─── Input data

//! Lazy parse cache for the user-editable JSON blobs, plus the color and
//! threshold evaluation that reads them.
//!
//! Three blob kinds exist per instance: filter colors, RMS thresholds, and
//! HFR thresholds. The first lookup parses the blob into an owned tree;
//! subsequent lookups reuse it. Every settings save, filter sync, or factory
//! reset drops all cached trees and the next access re-parses lazily.

use astromon_core::color::{self, Rgb};
use astromon_core::prelude::*;
use serde_json::{Map, Value};

use crate::settings::types::MAX_INSTANCES;

/// Number of cached blob kinds.
const BLOB_KINDS: usize = 3;

/// Which user-editable blob a lookup refers to.
#[derive(Debug, Clone, Copy, PartialEq, Eq)]
pub enum BlobKind {
    FilterColors = 0,
    RmsThresholds = 1,
    HfrThresholds = 2,
}

/// Per-instance, per-kind parse cache.
///
/// Lives under the settings mutex; invalidation and lookup are plain method
/// calls with no locking of their own.
#[derive(Debug, Default)]
pub struct JsonCache {
    trees: [[Option<Value>; MAX_INSTANCES]; BLOB_KINDS],
}

impl JsonCache {
    pub fn new() -> Self {
        Self::default()
    }

    /// Fetch the parsed tree for `(kind, instance)`, parsing `blob` on the
    /// first access. Invalid JSON caches as `Null` so it is not re-parsed
    /// on every lookup.
    pub fn get_or_parse(&mut self, kind: BlobKind, instance: usize, blob: &str) -> &Value {
        let slot = &mut self.trees[kind as usize][instance];
        if slot.is_none() {
            let parsed = serde_json::from_str::<Value>(blob).unwrap_or(Value::Null);
            if parsed.is_null() && !blob.trim().is_empty() {
                debug!("blob {:?}[{}] failed to parse", kind, instance);
            }
            *slot = Some(parsed);
        }
        slot.as_ref().expect("slot filled above")
    }

    /// Drop every cached tree.
    pub fn invalidate_all(&mut self) {
        for kind in &mut self.trees {
            for slot in kind {
                *slot = None;
            }
        }
    }

    /// Whether `(kind, instance)` currently holds a parsed tree.
    pub fn is_cached(&self, kind: BlobKind, instance: usize) -> bool {
        self.trees[kind as usize][instance].is_some()
    }
}

// ─────────────────────────────────────────────────────────────────
// Filter color evaluation
// ─────────────────────────────────────────────────────────────────

/// Resolve a filter name against a parsed filter-colors tree.
///
/// Empty and placeholder names get the neutral color; a missing entry falls
/// back to the built-in per-filter default. The caller applies the global
/// brightness scaler afterwards.
pub fn eval_filter_color(tree: &Value, name: &str) -> Rgb {
    if name.is_empty() || name == "--" {
        return color::NEUTRAL;
    }
    tree.get(name)
        .and_then(Value::as_str)
        .and_then(Rgb::parse_hex)
        .unwrap_or_else(|| color::default_filter_color(name))
}

// ─────────────────────────────────────────────────────────────────
// Threshold evaluation
// ─────────────────────────────────────────────────────────────────

/// A fully resolved threshold spec with fallbacks applied.
#[derive(Debug, Clone, Copy, PartialEq)]
pub struct ThresholdSpec {
    pub good_max: f64,
    pub ok_max: f64,
    pub good_color: Rgb,
    pub ok_color: Rgb,
    pub bad_color: Rgb,
}

impl ThresholdSpec {
    /// Built-in fallback for guider RMS, in arcseconds.
    pub fn rms_fallback() -> Self {
        Self {
            good_max: 0.5,
            ok_max: 1.0,
            good_color: color::GREEN,
            ok_color: color::YELLOW,
            bad_color: color::RED,
        }
    }

    /// Built-in fallback for image HFR, in pixels.
    pub fn hfr_fallback() -> Self {
        Self {
            good_max: 2.5,
            ok_max: 3.5,
            good_color: color::GREEN,
            ok_color: color::YELLOW,
            bad_color: color::RED,
        }
    }

    /// Read a spec from a parsed threshold tree, falling back field by field.
    pub fn from_tree(tree: &Value, fallback: Self) -> Self {
        let num = |key: &str, fb: f64| tree.get(key).and_then(Value::as_f64).unwrap_or(fb);
        let col = |key: &str, fb: Rgb| {
            tree.get(key)
                .and_then(Value::as_str)
                .and_then(Rgb::parse_hex)
                .unwrap_or(fb)
        };
        Self {
            good_max: num("good_max", fallback.good_max),
            ok_max: num("ok_max", fallback.ok_max),
            good_color: col("good_color", fallback.good_color),
            ok_color: col("ok_color", fallback.ok_color),
            bad_color: col("bad_color", fallback.bad_color),
        }
    }

    /// Map a measured value onto the spec's colors. Boundary values belong
    /// to the better band.
    pub fn classify(&self, value: f64) -> Rgb {
        if value <= self.good_max {
            self.good_color
        } else if value <= self.ok_max {
            self.ok_color
        } else {
            self.bad_color
        }
    }
}

// ─────────────────────────────────────────────────────────────────
// Filter sync
// ─────────────────────────────────────────────────────────────────

/// Reconcile a filter-colors blob against the authoritative filter list.
///
/// Adds each missing filter with its built-in default hex and deletes every
/// entry not in `names`. Returns `Some(new_blob)` only when the blob changed
/// and the serialized result fits `max_len`; `None` otherwise. Idempotent:
/// syncing twice with the same list yields no second change.
pub fn sync_filter_blob(blob: &str, names: &[String], max_len: usize) -> Option<String> {
    let original = serde_json::from_str::<Value>(blob)
        .ok()
        .and_then(|v| v.as_object().cloned())
        .unwrap_or_default();

    let mut updated: Map<String, Value> = original.clone();
    for name in names {
        if name.is_empty() {
            continue;
        }
        updated
            .entry(name.clone())
            .or_insert_with(|| Value::String(color::default_filter_color(name).to_hex()));
    }
    updated.retain(|key, _| names.iter().any(|n| n == key));

    if updated == original {
        return None;
    }

    let serialized = Value::Object(updated).to_string();
    if serialized.len() > max_len {
        warn!(
            "filter sync result ({} bytes) exceeds blob limit ({}), keeping old blob",
            serialized.len(),
            max_len
        );
        return None;
    }
    Some(serialized)
}

#[cfg(test)]
mod tests {
    use super::*;
    use crate::settings::types::limits::FILTER_COLORS_MAX;
    use serde_json::json;

    // -- JsonCache -----------------------------------------------------------

    #[test]
    fn test_cache_parses_once() {
        let mut cache = JsonCache::new();
        assert!(!cache.is_cached(BlobKind::FilterColors, 0));

        let tree = cache.get_or_parse(BlobKind::FilterColors, 0, r##"{"Ha":"#7FFF00"}"##);
        assert_eq!(tree["Ha"], json!("#7FFF00"));
        assert!(cache.is_cached(BlobKind::FilterColors, 0));

        // A second lookup ignores the (different) blob text: the tree is
        // reused until invalidation.
        let tree = cache.get_or_parse(BlobKind::FilterColors, 0, r##"{"Ha":"#000000"}"##);
        assert_eq!(tree["Ha"], json!("#7FFF00"));
    }

    #[test]
    fn test_cache_invalid_json_caches_null() {
        let mut cache = JsonCache::new();
        let tree = cache.get_or_parse(BlobKind::RmsThresholds, 1, "{broken");
        assert!(tree.is_null());
        assert!(cache.is_cached(BlobKind::RmsThresholds, 1));
    }

    #[test]
    fn test_cache_invalidate_all() {
        let mut cache = JsonCache::new();
        cache.get_or_parse(BlobKind::FilterColors, 0, "{}");
        cache.get_or_parse(BlobKind::HfrThresholds, 2, "{}");
        cache.invalidate_all();
        assert!(!cache.is_cached(BlobKind::FilterColors, 0));
        assert!(!cache.is_cached(BlobKind::HfrThresholds, 2));
    }

    #[test]
    fn test_cache_slots_are_independent() {
        let mut cache = JsonCache::new();
        cache.get_or_parse(BlobKind::FilterColors, 0, "{}");
        assert!(!cache.is_cached(BlobKind::FilterColors, 1));
        assert!(!cache.is_cached(BlobKind::RmsThresholds, 0));
    }

    // -- eval_filter_color ---------------------------------------------------

    #[test]
    fn test_filter_color_neutral_for_placeholder() {
        let tree = json!({"L": "#123456"});
        assert_eq!(eval_filter_color(&tree, ""), color::NEUTRAL);
        assert_eq!(eval_filter_color(&tree, "--"), color::NEUTRAL);
    }

    #[test]
    fn test_filter_color_from_tree() {
        let tree = json!({"Ha": "#102030", "L": "405060"});
        assert_eq!(eval_filter_color(&tree, "Ha"), Rgb::new(0x10, 0x20, 0x30));
        // Hex without the leading # is accepted too.
        assert_eq!(eval_filter_color(&tree, "L"), Rgb::new(0x40, 0x50, 0x60));
    }

    #[test]
    fn test_filter_color_missing_uses_builtin_default() {
        let tree = json!({});
        assert_eq!(eval_filter_color(&tree, "Ha"), color::CHARTREUSE);
        assert_eq!(eval_filter_color(&tree, "R"), color::RED);
        assert_eq!(eval_filter_color(&tree, "Unknown"), color::WHITE);
    }

    #[test]
    fn test_filter_color_bad_hex_falls_back() {
        let tree = json!({"Sii": "purple"});
        assert_eq!(eval_filter_color(&tree, "Sii"), color::MAGENTA);
    }

    #[test]
    fn test_filter_color_null_tree() {
        assert_eq!(eval_filter_color(&Value::Null, "B"), color::BLUE);
    }

    // -- ThresholdSpec -------------------------------------------------------

    #[test]
    fn test_threshold_spec_from_full_tree() {
        let tree = json!({
            "good_max": 0.4, "ok_max": 0.9,
            "good_color": "#00AA00", "ok_color": "#AAAA00", "bad_color": "#AA0000",
        });
        let spec = ThresholdSpec::from_tree(&tree, ThresholdSpec::rms_fallback());
        assert_eq!(spec.good_max, 0.4);
        assert_eq!(spec.ok_max, 0.9);
        assert_eq!(spec.good_color, Rgb::new(0, 0xAA, 0));
    }

    #[test]
    fn test_threshold_spec_partial_tree_uses_fallbacks() {
        let tree = json!({"good_max": 0.3});
        let spec = ThresholdSpec::from_tree(&tree, ThresholdSpec::rms_fallback());
        assert_eq!(spec.good_max, 0.3);
        assert_eq!(spec.ok_max, 1.0);
        assert_eq!(spec.ok_color, color::YELLOW);
    }

    #[test]
    fn test_threshold_boundaries_belong_to_better_band() {
        let spec = ThresholdSpec::rms_fallback();
        assert_eq!(spec.classify(0.5), color::GREEN);
        assert_eq!(spec.classify(0.500001), color::YELLOW);
        assert_eq!(spec.classify(1.0), color::YELLOW);
        assert_eq!(spec.classify(1.1), color::RED);
        assert_eq!(spec.classify(0.0), color::GREEN);
    }

    #[test]
    fn test_hfr_fallback_bands() {
        let spec = ThresholdSpec::hfr_fallback();
        assert_eq!(spec.classify(2.5), color::GREEN);
        assert_eq!(spec.classify(3.5), color::YELLOW);
        assert_eq!(spec.classify(9.0), color::RED);
    }

    // -- sync_filter_blob ----------------------------------------------------

    fn names(list: &[&str]) -> Vec<String> {
        list.iter().map(|s| s.to_string()).collect()
    }

    #[test]
    fn test_sync_adds_missing_with_defaults() {
        let blob = sync_filter_blob("{}", &names(&["L", "Ha"]), FILTER_COLORS_MAX).unwrap();
        let tree: Value = serde_json::from_str(&blob).unwrap();
        assert_eq!(tree["L"], json!("#FFFFFF"));
        assert_eq!(tree["Ha"], json!("#7FFF00"));
    }

    #[test]
    fn test_sync_removes_stale_entries() {
        let blob = sync_filter_blob(
            r##"{"L":"#FFFFFF","Old":"#111111"}"##,
            &names(&["L"]),
            FILTER_COLORS_MAX,
        )
        .unwrap();
        let tree: Value = serde_json::from_str(&blob).unwrap();
        assert!(tree.get("Old").is_none());
        assert_eq!(tree["L"], json!("#FFFFFF"));
    }

    #[test]
    fn test_sync_preserves_user_overrides() {
        let blob = sync_filter_blob(
            r##"{"Ha":"#ABCDEF"}"##,
            &names(&["Ha", "Oiii"]),
            FILTER_COLORS_MAX,
        )
        .unwrap();
        let tree: Value = serde_json::from_str(&blob).unwrap();
        assert_eq!(tree["Ha"], json!("#ABCDEF"));
        assert_eq!(tree["Oiii"], json!("#00FFFF"));
    }

    #[test]
    fn test_sync_is_idempotent() {
        let list = names(&["L", "R", "G", "B"]);
        let first = sync_filter_blob("{}", &list, FILTER_COLORS_MAX).unwrap();
        assert!(
            sync_filter_blob(&first, &list, FILTER_COLORS_MAX).is_none(),
            "second sync must be a no-op"
        );
    }

    #[test]
    fn test_sync_no_change_returns_none() {
        let blob = r##"{"L":"#FFFFFF"}"##;
        assert!(sync_filter_blob(blob, &names(&["L"]), FILTER_COLORS_MAX).is_none());
    }

    #[test]
    fn test_sync_invalid_blob_starts_fresh() {
        let blob = sync_filter_blob("{broken", &names(&["R"]), FILTER_COLORS_MAX).unwrap();
        let tree: Value = serde_json::from_str(&blob).unwrap();
        assert_eq!(tree["R"], json!("#FF0000"));
    }

    #[test]
    fn test_sync_respects_size_cap() {
        // A pathological list that cannot fit keeps the old blob.
        let long: Vec<String> = (0..10).map(|i| format!("Filter-{}-{}", i, "x".repeat(60))).collect();
        assert!(sync_filter_blob("{}", &long, 64).is_none());
    }

    #[test]
    fn test_sync_skips_empty_names() {
        let blob = sync_filter_blob("{}", &names(&["", "L"]), FILTER_COLORS_MAX).unwrap();
        let tree: Value = serde_json::from_str(&blob).unwrap();
        assert!(tree.get("").is_none());
        assert_eq!(tree["L"], json!("#FFFFFF"));
    }
}
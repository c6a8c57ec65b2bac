//! Current settings record (schema version 9).
//!
//! The record is persisted as a versioned blob (see `store`); older layouts
//! live in `versions` and migrate forward through a linear chain. Every
//! numeric field is clamped to its documented range on load and on save, so
//! readers never see an out-of-range value.

use serde::{Deserialize, Serialize};

/// Schema version stamped on every persisted blob.
pub const SCHEMA_VERSION: u32 = 9;

/// Maximum number of configured remote instances.
pub const MAX_INSTANCES: usize = 3;

/// Field length limits enforced by the admin config surface.
pub mod limits {
    pub const URL_MAX: usize = 128;
    pub const IDENTITY_MAX: usize = 64; // NTP, timezone, MQTT identity fields
    pub const TOPIC_PREFIX_MAX: usize = 64;
    pub const FILTER_COLORS_MAX: usize = 512;
    pub const THRESHOLDS_MAX: usize = 256;
}

/// Default RMS threshold blob, used when the stored blob is empty.
pub const DEFAULT_RMS_THRESHOLDS: &str =
    r##"{"good_max":0.5,"ok_max":1.0,"good_color":"#00FF00","ok_color":"#FFFF00","bad_color":"#FF0000"}"##;

/// Default HFR threshold blob, used when the stored blob is empty.
pub const DEFAULT_HFR_THRESHOLDS: &str =
    r##"{"good_max":2.5,"ok_max":3.5,"good_color":"#00FF00","ok_color":"#FFFF00","bad_color":"#FF0000"}"##;

fn clamp_u8(value: &mut u8, min: u8, max: u8) -> bool {
    let clamped = (*value).clamp(min, max);
    let changed = clamped != *value;
    *value = clamped;
    changed
}

fn clamp_u16(value: &mut u16, min: u16, max: u16) -> bool {
    let clamped = (*value).clamp(min, max);
    let changed = clamped != *value;
    *value = clamped;
    changed
}

fn truncate(value: &mut String, max: usize) -> bool {
    if value.len() > max {
        value.truncate(max);
        true
    } else {
        false
    }
}

/// Remote instance base URLs and enable flags.
#[derive(Debug, Clone, PartialEq, Serialize, Deserialize)]
#[serde(default)]
pub struct InstanceSettings {
    /// Base URLs of the form `http://host[:port]/v2/api/`; empty = unused.
    pub api_urls: [String; MAX_INSTANCES],
    pub enabled: [bool; MAX_INSTANCES],
}

impl Default for InstanceSettings {
    fn default() -> Self {
        Self {
            api_urls: Default::default(),
            enabled: [true; MAX_INSTANCES],
        }
    }
}

/// Time-sync settings. The radio subsystem owns WiFi credentials; they never
/// appear in this record.
#[derive(Debug, Clone, PartialEq, Serialize, Deserialize)]
#[serde(default)]
pub struct NetworkSettings {
    pub ntp_server: String,
    pub timezone: String,
}

impl Default for NetworkSettings {
    fn default() -> Self {
        Self {
            ntp_server: "pool.ntp.org".to_string(),
            timezone: "UTC".to_string(),
        }
    }
}

/// User-editable JSON blobs and the global color-brightness scaler.
#[derive(Debug, Clone, PartialEq, Serialize, Deserialize)]
#[serde(default)]
pub struct ColorSettings {
    pub filter_colors: [String; MAX_INSTANCES],
    pub rms_thresholds: [String; MAX_INSTANCES],
    pub hfr_thresholds: [String; MAX_INSTANCES],
    /// 0-100, applied after every color lookup.
    pub color_brightness: u8,
}

impl Default for ColorSettings {
    fn default() -> Self {
        Self {
            filter_colors: Default::default(),
            rms_thresholds: [
                DEFAULT_RMS_THRESHOLDS.to_string(),
                DEFAULT_RMS_THRESHOLDS.to_string(),
                DEFAULT_RMS_THRESHOLDS.to_string(),
            ],
            hfr_thresholds: [
                DEFAULT_HFR_THRESHOLDS.to_string(),
                DEFAULT_HFR_THRESHOLDS.to_string(),
                DEFAULT_HFR_THRESHOLDS.to_string(),
            ],
            color_brightness: 100,
        }
    }
}

/// Display hardware settings.
#[derive(Debug, Clone, PartialEq, Serialize, Deserialize)]
#[serde(default)]
pub struct DisplaySettings {
    /// Backlight brightness, 0-100.
    pub brightness: u8,
    /// Theme index, 0-20.
    pub theme: u8,
}

impl Default for DisplaySettings {
    fn default() -> Self {
        Self {
            brightness: 80,
            theme: 0,
        }
    }
}

/// Home-automation bridge settings.
#[derive(Debug, Clone, PartialEq, Serialize, Deserialize)]
#[serde(default)]
pub struct MqttSettings {
    pub enabled: bool,
    pub broker_url: String,
    pub port: u16,
    pub username: String,
    pub password: String,
    pub topic_prefix: String,
}

impl Default for MqttSettings {
    fn default() -> Self {
        Self {
            enabled: false,
            broker_url: String::new(),
            port: 1883,
            username: String::new(),
            password: String::new(),
            topic_prefix: "astromon".to_string(),
        }
    }
}

/// Auto-rotate behavior between pages.
#[derive(Debug, Clone, PartialEq, Serialize, Deserialize)]
#[serde(default)]
pub struct AutoRotateSettings {
    pub enabled: bool,
    /// Seconds between rotations, 3-3600.
    pub interval_s: u16,
    /// Transition effect index.
    pub effect: u8,
    pub skip_disconnected: bool,
    /// Bitmask of pages included in the rotation; bit order follows
    /// the page index order.
    pub pages: u8,
}

impl Default for AutoRotateSettings {
    fn default() -> Self {
        Self {
            enabled: false,
            interval_s: 10,
            effect: 0,
            skip_disconnected: true,
            pages: 0xFF,
        }
    }
}

/// UI behavior preferences.
#[derive(Debug, Clone, PartialEq, Serialize, Deserialize)]
#[serde(default)]
pub struct UiPreferences {
    /// Page shown at boot; -1 = last active.
    pub active_page_override: i8,
    pub auto_rotate: AutoRotateSettings,
    /// Scheduler cadence in seconds, 1-60.
    pub update_rate_s: u16,
    /// Guide-graph refresh interval in seconds, 1-60.
    pub graph_update_s: u16,
    /// Grace period before sustained poll failure flips a page offline,
    /// 5-300 seconds.
    pub connection_timeout_s: u16,
    /// Toast display duration in seconds, 1-30.
    pub toast_duration_s: u16,
    pub debug: bool,
    pub screen_sleep_enabled: bool,
    /// Seconds of inactivity before the screen sleeps, 10-7200.
    pub screen_sleep_timeout_s: u16,
    /// Flash the display on safety alerts.
    pub alert_flash: bool,
}

impl Default for UiPreferences {
    fn default() -> Self {
        Self {
            active_page_override: -1,
            auto_rotate: AutoRotateSettings::default(),
            update_rate_s: 2,
            graph_update_s: 5,
            connection_timeout_s: 30,
            toast_duration_s: 5,
            debug: false,
            screen_sleep_enabled: false,
            screen_sleep_timeout_s: 300,
            alert_flash: true,
        }
    }
}

/// The complete device configuration, singleton per appliance.
#[derive(Debug, Clone, Default, PartialEq, Serialize, Deserialize)]
#[serde(default)]
pub struct Settings {
    pub instances: InstanceSettings,
    pub network: NetworkSettings,
    pub colors: ColorSettings,
    pub display: DisplaySettings,
    pub mqtt: MqttSettings,
    pub ui: UiPreferences,
}

impl Settings {
    /// Number of configured instances: non-empty URLs, minimum 1.
    pub fn instance_count(&self) -> usize {
        self.instances
            .api_urls
            .iter()
            .filter(|u| !u.is_empty())
            .count()
            .max(1)
    }

    /// Base URL of instance `i`, if configured and enabled.
    pub fn instance_url(&self, i: usize) -> Option<&str> {
        let url = self.instances.api_urls.get(i)?;
        if url.is_empty() || !self.instances.enabled.get(i).copied().unwrap_or(false) {
            None
        } else {
            Some(url)
        }
    }

    /// Clamp every field into its documented range and replace empty
    /// threshold blobs with the defaults.
    ///
    /// Returns `true` when anything was corrected, so the caller can decide
    /// to re-persist.
    pub fn validate(&mut self) -> bool {
        let mut changed = false;

        for url in &mut self.instances.api_urls {
            changed |= truncate(url, limits::URL_MAX);
        }
        changed |= truncate(&mut self.network.ntp_server, limits::IDENTITY_MAX);
        changed |= truncate(&mut self.network.timezone, limits::IDENTITY_MAX);
        changed |= truncate(&mut self.mqtt.broker_url, limits::URL_MAX);
        changed |= truncate(&mut self.mqtt.username, limits::IDENTITY_MAX);
        changed |= truncate(&mut self.mqtt.password, limits::IDENTITY_MAX);
        changed |= truncate(&mut self.mqtt.topic_prefix, limits::TOPIC_PREFIX_MAX);

        for blob in &mut self.colors.filter_colors {
            changed |= truncate(blob, limits::FILTER_COLORS_MAX);
        }
        for blob in &mut self.colors.rms_thresholds {
            changed |= truncate(blob, limits::THRESHOLDS_MAX);
            if blob.trim().is_empty() {
                *blob = DEFAULT_RMS_THRESHOLDS.to_string();
                changed = true;
            }
        }
        for blob in &mut self.colors.hfr_thresholds {
            changed |= truncate(blob, limits::THRESHOLDS_MAX);
            if blob.trim().is_empty() {
                *blob = DEFAULT_HFR_THRESHOLDS.to_string();
                changed = true;
            }
        }

        changed |= clamp_u8(&mut self.display.brightness, 0, 100);
        changed |= clamp_u8(&mut self.display.theme, 0, 20);
        changed |= clamp_u8(&mut self.colors.color_brightness, 0, 100);

        if self.mqtt.port == 0 {
            self.mqtt.port = 1883;
            changed = true;
        }

        changed |= clamp_u16(&mut self.ui.update_rate_s, 1, 60);
        changed |= clamp_u16(&mut self.ui.graph_update_s, 1, 60);
        changed |= clamp_u16(&mut self.ui.connection_timeout_s, 5, 300);
        changed |= clamp_u16(&mut self.ui.toast_duration_s, 1, 30);
        changed |= clamp_u16(&mut self.ui.auto_rotate.interval_s, 3, 3600);
        changed |= clamp_u16(&mut self.ui.screen_sleep_timeout_s, 10, 7200);

        changed
    }
}
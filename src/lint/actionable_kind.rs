use crate::{graph::DependencyGraph, task::TaskKind};

#[derive(Clone, Debug, Default)]
pub struct ActionableKindRule;

impl ActionableKindRule {
    /// Group tasks are expected to be graph-only; any other unknown kind
    /// would abort the assign path.
    pub fn check(graph: &DependencyGraph) -> Vec<String> {
        graph
            .tasks()
            .filter(|task| matches!(task.kind, TaskKind::Other(_)))
            .map(|task| {
                format!(
                    "actionable_kind: task '{}' in {} has unsupported type '{}'",
                    task.id, task.scope, task.kind
                )
            })
            .collect()
    }
}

──────

Directions for this task: Filter on the word "into": copy each matching line from the entries above.

Exercise response:
//! HFR thresholds. The first lookup parses the blob into an owned tree;
    /// Clamp every field into its documented range and replace empty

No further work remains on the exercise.